Chicago’s Midnight Circus to visit 8 parks during next two months


Courtesy Midnight Circus

Midnight Circus performed for an audience in their little big top. Youngest member Samantha Jenkins held a banner while an acrobat leapt over it.

By Arts & Culture Reporter

Circuses are not limited to big tops or Las Vegas stages anymore—they are now taking over the Chicago Park District. Midnight Circus, a Chicago-born circus act troupe, is scheduled to travel around Chicago in September and October to raise money to rebuild park playlots throughout the city.

Founded in Chicago in the ’90s, Midnight Circus has pushed the boundaries of physical theater, said Julie Greenberg, artistic director and co-founder.

The show—then performed in theaters—was a primarily acrobatic circus act with a narrative. The circus planned to run for six weeks but continued running for a year because of the response it received, she said.

“There is nothing like it in Chicago, or in the country,” Greenberg said.

The circus moved to Europe in 2000 and performed in Italy and Germany for a couple of years in festivals, where the show became somewhat of an improv performance. The opening number was the only part of the show the troupe rehearsed, Greenberg said.

When Greenberg and her husband, Jeff Jenkins, decided to return to Chicago, they were uninspired and did not plan to continue circus work, she said. That quickly changed when Greenberg and Jenkins learned their local park was going to be downsized. They hosted a series of circus shows in the park to raise awareness of its closing and raised more than $25,000 in one weekend to keep the park alive.

“I’m not sure we would still be doing Midnight Circus had Circus in the Parks not been developed,” Greenberg said.

Greenberg added that she thinks the circus is different than others of its kind because members still perform in a tent, but with a DJ and no exotic animals—aside from the family’s rescued pit bull.

“We are uniquely urban and uniquely Chicago,” Greenberg said.

At the shows, which will run for two consecutive nights at eight locations around the city, Greenberg said audiences can expect to see a two-hour performance including some of the best acrobats from all over the world.

“There’s a reason we are the only American troupe to ever be invited to take part in the Montreal Circus Festival,” Greenberg said. “The acrobats we bring in have all worked [at] Cirque du Soleil [or French company Seven Fingers of the Hand], and they  are  graduates of  the most prestigious circus schools in the world.”

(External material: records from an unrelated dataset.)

//! # Normalize Module
//!
//! Turns a file stem into the key used to pair work files with originals.
//!
//! ## Steps
//! 1. Casefold (`casefold`)
//! 2. Replace spaces (`space2char`)
//! 3. Repeated until nothing changes:
//!    - strip a trailing `(N)` counter (`strip_end_counter`)
//!    - strip the end matched by `strip_suffix`
//!    - originals only: truncate to `work_file_stem_shortened` characters
//!
//! Work files are looked up with [`Normalizer::key`], originals are indexed
//! with [`Normalizer::original_key`]. A Google Photos work stem cut to 47
//! characters thus finds its full-length original, while a work stem longer
//! than the limit only matches an original of exactly that stem. Repeating the
//! stripping steps makes both functions idempotent.
//!
//! The extension is never part of the key.

use crate::core::config::NameRules;
use regex::Regex;

/// Pure, total stem → key function
#[derive(Debug, Clone)]
pub struct Normalizer {
    casefold: bool,
    space2char: Option<String>,
    strip_end_counter: bool,
    strip_suffix: Option<Regex>,
    max_chars: Option<usize>,
}

impl Normalizer {
    pub fn new(rules: &NameRules) -> Self {
        Self {
            casefold: rules.casefold,
            // a placeholder must survive casefolding unchanged
            space2char: rules.space2char.map(|c| {
                if rules.casefold {
                    c.to_lowercase().collect()
                } else {
                    c.to_string()
                }
            }),
            strip_end_counter: rules.strip_end_counter,
            strip_suffix: rules.strip_suffix.clone(),
            max_chars: rules.work_file_stem_shortened,
        }
    }

    /// Normalizer that returns stems unchanged
    pub fn identity() -> Self {
        Self {
            casefold: false,
            space2char: None,
            strip_end_counter: false,
            strip_suffix: None,
            max_chars: None,
        }
    }

    /// Comparison key of a work file stem
    pub fn key(&self, stem: &str) -> String {
        self.normalize(stem, false)
    }

    /// Comparison key of an original stem, truncated when configured
    pub fn original_key(&self, stem: &str) -> String {
        self.normalize(stem, true)
    }

    fn normalize(&self, stem: &str, truncate: bool) -> String {
        let mut key = if self.casefold {
            stem.to_lowercase()
        } else {
            stem.to_string()
        };

        if let Some(placeholder) = &self.space2char {
            key = key.replace(' ', placeholder);
        }

        loop {
            let next = self.strip_once(&key, truncate);
            if next == key {
                return key;
            }
            key = next;
        }
    }

    /// Extension comparison used by the plain (non-media) mode
    pub fn same_suffix(&self, a: &str, b: &str) -> bool {
        if self.casefold {
            a.to_lowercase() == b.to_lowercase()
        } else {
            a == b
        }
    }

    fn strip_once(&self, key: &str, truncate: bool) -> String {
        let mut next = key;
        if self.strip_end_counter {
            next = strip_counter(next);
        }

        let mut next = match &self.strip_suffix {
            Some(pattern) => pattern.replace(next, "").into_owned(),
            None => next.to_string(),
        };

        if let Some(max) = self.max_chars.filter(|_| truncate) {
            if let Some((cut, _)) = next.char_indices().nth(max) {
                next.truncate(cut);
            }
        }
        next
    }
}

/// "IMG_0001(3)" → "IMG_0001"
fn strip_counter(stem: &str) -> &str {
    let Some(body) = stem.strip_suffix(')') else {
        return stem;
    };
    match body.rfind('(') {
        Some(open) => {
            let digits = &body[open + 1..];
            if !digits.is_empty() && digits.bytes().all(|b| b.is_ascii_digit()) {
                &stem[..open]
            } else {
                stem
            }
        }
        None => stem,
    }
}
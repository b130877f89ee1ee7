//! # Error Module
//!
//! User-friendly error types for the duplicate matcher.
//!
//! ## Design Principles
//! - **Never panic** on user data - return errors instead
//! - **Include context** - paths, option names, what went wrong
//! - **Only configuration and inaccessible roots are fatal** - everything
//!   else is recorded per file and the run continues

use std::path::PathBuf;
use thiserror::Error;

/// Top-level application error
#[derive(Error, Debug)]
pub enum DedupError {
    #[error("Configuration error: {0}")]
    Config(#[from] ConfigError),

    #[error("Scanning error: {0}")]
    Scan(#[from] ScanError),

    #[error("Media descriptor error: {0}")]
    Descriptor(#[from] DescriptorError),

    #[error("Execution error: {0}")]
    Execution(#[from] ExecutionError),
}

/// Invalid option combinations, raised before any directory is scanned
#[derive(Error, Debug, Clone, PartialEq, Eq)]
pub enum ConfigError {
    #[error("Choose only one of rename, delete and replace_with_original (got {first} and {second})")]
    ConflictingActions {
        first: &'static str,
        second: &'static str,
    },

    #[error("Checksum cannot be computed when ignore_size is set")]
    ChecksumWithoutSize,

    #[error("You cannot ignore name, date and size at the same time")]
    EverythingIgnored,

    #[error("invert_selection cannot be combined with {option}: the work file has no counterpart")]
    InvertWithCounterpartAction { option: &'static str },

    #[error("Invalid tolerate_hour window {low}..{high}: the lower bound exceeds the upper one")]
    InvalidHourWindow { low: i64, high: i64 },

    #[error("Invalid strip_suffix pattern {pattern:?}: {reason}")]
    InvalidPattern { pattern: String, reason: String },

    #[error("Failed to read settings file {path}: {reason}")]
    ReadSettings { path: PathBuf, reason: String },
}

/// Errors that occur while walking the work or original tree
#[derive(Error, Debug)]
pub enum ScanError {
    #[error("Directory not found: {path}")]
    DirectoryNotFound { path: PathBuf },

    #[error("Permission denied accessing: {path}")]
    PermissionDenied { path: PathBuf },

    #[error("Failed to read {path}: {source}")]
    ReadDirectory {
        path: PathBuf,
        #[source]
        source: std::io::Error,
    },

    #[error("File vanished or became unreadable during the run: {path}")]
    Vanished { path: PathBuf },

    #[error("Scan was cancelled")]
    Cancelled,
}

/// Errors computing a perceptual descriptor or a content digest.
///
/// These never abort a run; they are folded into `Unavailable`.
#[derive(Error, Debug)]
pub enum DescriptorError {
    #[error("Failed to decode {path}: {reason}")]
    Decode { path: PathBuf, reason: String },

    #[error("Failed to open {path}: {source}")]
    Io {
        path: PathBuf,
        #[source]
        source: std::io::Error,
    },

    #[error("Media probe failed for {path}: {reason}. Is ffprobe installed?")]
    Probe { path: PathBuf, reason: String },

    #[error("No descriptor available for this kind of file: {path}")]
    UnsupportedKind { path: PathBuf },
}

/// A filesystem mutation that failed in Execute mode
#[derive(Error, Debug)]
pub enum ExecutionError {
    #[error("Refusing to overwrite {target}: it already exists")]
    TargetExists { target: PathBuf },

    #[error("Failed to {op} {path}: {source}")]
    Io {
        op: &'static str,
        path: PathBuf,
        #[source]
        source: std::io::Error,
    },
}

/// Convenience Result type alias
pub type Result<T> = std::result::Result<T, DedupError>;

#[cfg(test)]
mod tests {
    use super::*;

    #[test]
    fn conflicting_actions_names_both_options() {
        let error = ConfigError::ConflictingActions {
            first: "rename",
            second: "delete",
        };
        let message = error.to_string();
        assert!(message.contains("rename"));
        assert!(message.contains("delete"));
    }

    #[test]
    fn scan_error_includes_path() {
        let error = ScanError::DirectoryNotFound {
            path: PathBuf::from("/photos/vacation"),
        };
        assert!(error.to_string().contains("/photos/vacation"));
    }

    #[test]
    fn probe_error_suggests_recovery() {
        let error = DescriptorError::Probe {
            path: PathBuf::from("/videos/clip.mp4"),
            reason: "exit status 1".to_string(),
        };
        let message = error.to_string();
        assert!(message.contains("/videos/clip.mp4"));
        assert!(message.contains("ffprobe"));
    }

    #[test]
    fn config_error_converts_into_top_level() {
        let error: DedupError = ConfigError::ChecksumWithoutSize.into();
        assert!(matches!(error, DedupError::Config(_)));
        assert!(error.to_string().starts_with("Configuration error"));
    }

    #[test]
    fn target_exists_mentions_target() {
        let error = ExecutionError::TargetExists {
            target: PathBuf::from("/work/✓a.jpg"),
        };
        assert!(error.to_string().contains("✓a.jpg"));
    }
}
//! # Hasher Module
//!
//! Average hash (aHash) of images, the default image descriptor.
//!
//! ## How It Works
//! 1. Decode the image (zune-jpeg for JPEG, image crate otherwise)
//! 2. Convert to grayscale and resize to 8x8
//! 3. Set one bit per pixel brighter than the mean
//! 4. Compare hashes using Hamming distance
//!
//! A distance of 0 means visually identical at hash resolution; re-encoded
//! or slightly resized copies usually stay within 1 or 2 bits.
//!
//! ## Example
//! ```rust,ignore
//! let hasher = AverageHasher::new();
//! let a = hasher.hash_file(Path::new("IMG_1.jpg"))?;
//! let b = hasher.hash_file(Path::new("IMG_1_shrink.jpg"))?;
//! assert!(a.distance(&b) <= 1);
//! ```

mod average;
pub mod fast_decode;
pub mod fast_resize;
mod value;

pub use average::AverageHasher;
pub use fast_decode::FastDecoder;
pub use fast_resize::FastResizer;
pub use value::ImageHashValue;
//! Decision value types.

use crate::core::evaluator::Axis;
use serde::{Deserialize, Serialize};
use std::fmt;
use std::path::PathBuf;

/// One file of a pair
#[derive(Debug, Clone, Copy, PartialEq, Eq, Serialize, Deserialize)]
pub enum Side {
    Work,
    Original,
}

impl Side {
    pub fn other(&self) -> Side {
        match self {
            Side::Work => Side::Original,
            Side::Original => Side::Work,
        }
    }
}

impl fmt::Display for Side {
    fn fmt(&self, f: &mut fmt::Formatter<'_>) -> fmt::Result {
        match self {
            Side::Work => write!(f, "work file"),
            Side::Original => write!(f, "original"),
        }
    }
}

/// Advisory finding that suppresses destructive actions unless neglected
#[derive(Debug, Clone, Copy, PartialEq, Eq, Serialize, Deserialize)]
pub enum Warning {
    /// The affected file is bigger than its counterpart by `delta` bytes
    Size { delta: u64 },
    /// The `newer` file is `delta` seconds younger than the other one
    Date { delta: i64, newer: Side },
}

impl fmt::Display for Warning {
    fn fmt(&self, f: &mut fmt::Formatter<'_>) -> fmt::Result {
        match self {
            Warning::Size { delta } => write!(f, "SIZE WARNING +{} bytes", delta),
            Warning::Date { delta, newer } => {
                write!(f, "DATE WARNING {} newer by {}", newer, human_duration(*delta))
            }
        }
    }
}

/// A requested filesystem change
#[derive(Debug, Clone, PartialEq, Eq, Serialize, Deserialize)]
pub enum Action {
    /// Prefix the file name with the marker
    Rename { path: PathBuf, target: PathBuf },
    Delete { path: PathBuf },
    /// Overwrite `target` with `source`
    ReplaceWithOriginal { target: PathBuf, source: PathBuf },
    /// Set the modification time of `path` from `from` to `to`
    Redate { path: PathBuf, from: i64, to: i64 },
}

impl Action {
    /// Rename, delete and replace remove or hide the affected file
    pub fn is_destructive(&self) -> bool {
        !matches!(self, Action::Redate { .. })
    }

    /// File whose content or name the action changes
    pub fn subject(&self) -> &PathBuf {
        match self {
            Action::Rename { path, .. } | Action::Delete { path } | Action::Redate { path, .. } => {
                path
            }
            Action::ReplaceWithOriginal { target, .. } => target,
        }
    }
}

impl fmt::Display for Action {
    fn fmt(&self, f: &mut fmt::Formatter<'_>) -> fmt::Result {
        match self {
            Action::Rename { target, .. } => write!(
                f,
                "rename to {}",
                target.file_name().map(|n| n.to_string_lossy()).unwrap_or_default()
            ),
            Action::Delete { .. } => write!(f, "delete"),
            Action::ReplaceWithOriginal { source, .. } => {
                write!(f, "replace with {}", source.display())
            }
            Action::Redate { from, to, .. } => {
                write!(f, "redate {} -> {}", format_time(*from), format_time(*to))
            }
        }
    }
}

/// Why a pair is not a duplicate
#[derive(Debug, Clone, Copy, PartialEq, Eq, Serialize, Deserialize)]
pub enum NoMatchReason {
    AxisFailed(Axis),
    /// The affected file would be bigger than its counterpart
    SkippedBigger,
    /// The affected file is empty
    SkippedEmpty,
}

/// A matched pair and what to do about it
#[derive(Debug, Clone, PartialEq, Eq, Serialize, Deserialize)]
pub struct Duplicate {
    pub affected: Side,
    pub affected_path: PathBuf,
    pub counterpart_path: PathBuf,
    pub affected_size: u64,
    /// Eligible actions, redate first
    pub actions: Vec<Action>,
    pub warnings: Vec<Warning>,
    /// Destructive actions were dropped because of warnings
    pub suppressed: bool,
    pub rationale: String,
}

/// A work file without any counterpart (`invert_selection`)
#[derive(Debug, Clone, PartialEq, Eq, Serialize, Deserialize)]
pub struct Unique {
    pub path: PathBuf,
    pub size: u64,
    pub actions: Vec<Action>,
    pub rationale: String,
}

/// Final classification of a pair
#[derive(Debug, Clone, PartialEq, Eq, Serialize, Deserialize)]
pub enum Decision {
    NoMatch(NoMatchReason),
    Duplicate(Duplicate),
    Unique(Unique),
}

impl Decision {
    pub fn is_duplicate(&self) -> bool {
        matches!(self, Decision::Duplicate(_))
    }

    /// Terminal state of the pair
    pub fn state(&self) -> PairState {
        match self {
            Decision::NoMatch(_) => PairState::NoMatch,
            Decision::Duplicate(d) if d.suppressed => PairState::MatchedWarnedSuppressed,
            Decision::Duplicate(_) | Decision::Unique(_) => PairState::MatchedActionable,
        }
    }

    /// Not suppressed by warnings: counted as affected
    pub fn is_affectable(&self) -> bool {
        self.state() == PairState::MatchedActionable
    }

    pub fn actions(&self) -> &[Action] {
        match self {
            Decision::NoMatch(_) => &[],
            Decision::Duplicate(d) => &d.actions,
            Decision::Unique(u) => &u.actions,
        }
    }

    pub fn warnings(&self) -> &[Warning] {
        match self {
            Decision::Duplicate(d) => &d.warnings,
            _ => &[],
        }
    }
}

/// Lifecycle of one pair; every run visits a pair at most once
#[derive(Debug, Clone, Copy, PartialEq, Eq, Serialize, Deserialize)]
pub enum PairState {
    Scanned,
    Evaluated,
    NoMatch,
    MatchedWarnedSuppressed,
    MatchedActionable,
}

impl PairState {
    pub fn is_terminal(&self) -> bool {
        !matches!(self, PairState::Scanned | PairState::Evaluated)
    }
}

/// Local time as "YYYY-MM-DD HH:MM:SS"
pub fn format_time(secs: i64) -> String {
    use chrono::{Local, TimeZone};
    Local
        .timestamp_opt(secs, 0)
        .single()
        .map(|t| t.format("%Y-%m-%d %H:%M:%S").to_string())
        .unwrap_or_else(|| secs.to_string())
}

fn human_duration(secs: i64) -> String {
    let secs = secs.abs();
    match secs {
        s if s < 60 => format!("{} s", s),
        s if s < 3600 => format!("{} min", s / 60),
        s if s < 86_400 => format!("{} h", s / 3600),
        s => format!("{} days", s / 86_400),
    }
}
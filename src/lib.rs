//! # Duplicate File Matcher
//!
//! Finds duplicates between a "work" folder (suspected duplicates) and an
//! "original" folder (authoritative copies) using tolerant, multi-criteria
//! comparison instead of strict byte identity.
//!
//! ## Core Philosophy
//! - **Dry run by default** - nothing is touched unless explicitly executed
//! - **Show WHY** - every decision carries a rationale and its warnings
//! - **Warnings stop destructive actions** - unless the user neglects them
//!
//! ## Architecture
//! - `core` - The matching and decision engine (I/O-light, testable in memory)
//! - `events` - Event-driven progress reporting (GUI-ready)
//! - `error` - User-friendly error types

pub mod core;
pub mod error;
pub mod events;

// Re-export commonly used types at the crate root
pub use error::{DedupError, Result};

/// Initialize tracing for the library
///
/// `RUST_LOG` wins when set; otherwise `default_level` (e.g. `"warn"`) is used.
/// This should be called by the application entry point (CLI or GUI).
pub fn init_tracing(default_level: &str) {
    let filter = tracing_subscriber::EnvFilter::try_from_default_env()
        .unwrap_or_else(|_| tracing_subscriber::EnvFilter::new(default_level));
    let subscriber = tracing_subscriber::fmt()
        .with_env_filter(filter)
        .with_writer(std::io::stderr)
        .finish();
    tracing::subscriber::set_global_default(subscriber)
        .expect("Failed to set global default tracing subscriber");
}
//! # Checksum Module
//!
//! Fast non-cryptographic content digest (xxh3, 64 bit).
//!
//! Only used to confirm equal-sized pairs; collisions are accepted.
//! Files above `MMAP_THRESHOLD` are memory-mapped instead of read into a
//! buffer.

use crate::error::DescriptorError;
use memmap2::Mmap;
use std::fs::File;
use std::path::Path;
use xxhash_rust::xxh3::xxh3_64;

/// Files at least this big are hashed through a memory map
pub const MMAP_THRESHOLD: u64 = 1024 * 1024;

/// Digest the whole content of a file
pub fn file_checksum(path: &Path) -> Result<u64, DescriptorError> {
    let io_error = |source| DescriptorError::Io {
        path: path.to_path_buf(),
        source,
    };

    let file = File::open(path).map_err(io_error)?;
    let len = file.metadata().map_err(io_error)?.len();

    if len >= MMAP_THRESHOLD {
        // SAFETY: the map is read-only and dropped before returning; a file
        // truncated concurrently can fault, like any mmap reader.
        let map = unsafe { Mmap::map(&file) }.map_err(io_error)?;
        Ok(xxh3_64(&map))
    } else {
        let bytes = std::fs::read(path).map_err(io_error)?;
        Ok(xxh3_64(&bytes))
    }
}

Performer Abby Suskin said she met Greenberg and Jenkins when she was 12 years old and participated in a circus youth organization directed by the husband and wife duo.

Suskin kept in contact with Greenberg and Jenkins for years after they left the organization and now—more than 10 years later—works in the circus as a tight-wire walker and choreographer.

“They are lovely people, and they make me want to keep working with them,” she  said.

Albert Williams, a senior lecturer in the Theatre Department, said he thinks bringing the circus to the Columbia community would benefit students.

“The idea of circus arts is included in some of our physical theater training at the Theatre Department already, [but] Columbia would always benefit from any class being added to the curriculum,” Williams said.

Midnight Circus’ shows draw more than 20,000 people and have raised $800,000 in funds that go directly to park rebuilding. With the continuation of the circus’ expanded tour that started in 2013, Greenberg said Midnight Circus hopes to hit its goal of a $1 million donation.